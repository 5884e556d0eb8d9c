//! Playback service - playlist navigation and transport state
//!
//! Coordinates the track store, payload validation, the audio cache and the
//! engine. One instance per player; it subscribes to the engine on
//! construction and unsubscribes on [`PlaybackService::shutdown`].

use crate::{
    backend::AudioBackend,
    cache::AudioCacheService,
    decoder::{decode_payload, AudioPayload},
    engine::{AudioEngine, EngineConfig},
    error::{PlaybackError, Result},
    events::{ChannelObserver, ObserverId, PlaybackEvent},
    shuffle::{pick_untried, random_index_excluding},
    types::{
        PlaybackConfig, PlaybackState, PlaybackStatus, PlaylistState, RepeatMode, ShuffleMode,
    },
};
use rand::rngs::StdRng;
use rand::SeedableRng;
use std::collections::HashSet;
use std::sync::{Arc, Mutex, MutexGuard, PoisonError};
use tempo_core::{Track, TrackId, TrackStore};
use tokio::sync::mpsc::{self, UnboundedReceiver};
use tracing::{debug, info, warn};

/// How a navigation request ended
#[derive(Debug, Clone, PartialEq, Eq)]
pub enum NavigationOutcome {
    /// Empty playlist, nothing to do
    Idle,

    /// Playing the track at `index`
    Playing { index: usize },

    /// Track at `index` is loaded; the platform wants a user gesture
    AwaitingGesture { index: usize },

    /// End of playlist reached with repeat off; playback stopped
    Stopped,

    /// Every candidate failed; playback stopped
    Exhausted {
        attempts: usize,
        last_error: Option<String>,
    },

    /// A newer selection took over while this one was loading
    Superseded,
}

---

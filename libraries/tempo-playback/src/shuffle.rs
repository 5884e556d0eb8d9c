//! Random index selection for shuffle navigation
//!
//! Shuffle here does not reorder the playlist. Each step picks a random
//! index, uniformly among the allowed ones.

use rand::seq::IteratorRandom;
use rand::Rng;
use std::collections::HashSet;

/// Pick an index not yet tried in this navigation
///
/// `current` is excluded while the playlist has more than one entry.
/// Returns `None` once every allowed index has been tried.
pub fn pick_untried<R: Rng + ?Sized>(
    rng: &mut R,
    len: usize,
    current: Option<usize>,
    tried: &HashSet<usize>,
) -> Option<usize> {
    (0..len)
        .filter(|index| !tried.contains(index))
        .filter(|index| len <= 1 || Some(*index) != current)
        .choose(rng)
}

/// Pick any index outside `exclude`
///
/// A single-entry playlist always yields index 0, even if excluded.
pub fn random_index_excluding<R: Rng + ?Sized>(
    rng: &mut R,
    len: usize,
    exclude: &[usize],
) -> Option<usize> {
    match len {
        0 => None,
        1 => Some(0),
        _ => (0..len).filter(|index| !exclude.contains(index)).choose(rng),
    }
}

What is required: Check each line of the listing above, and copy it if it contains the word "current".

Solution for this task:
/// `current` is excluded while the playlist has more than one entry.
    current: Option<usize>,
        .filter(|index| len <= 1 || Some(*index) != current)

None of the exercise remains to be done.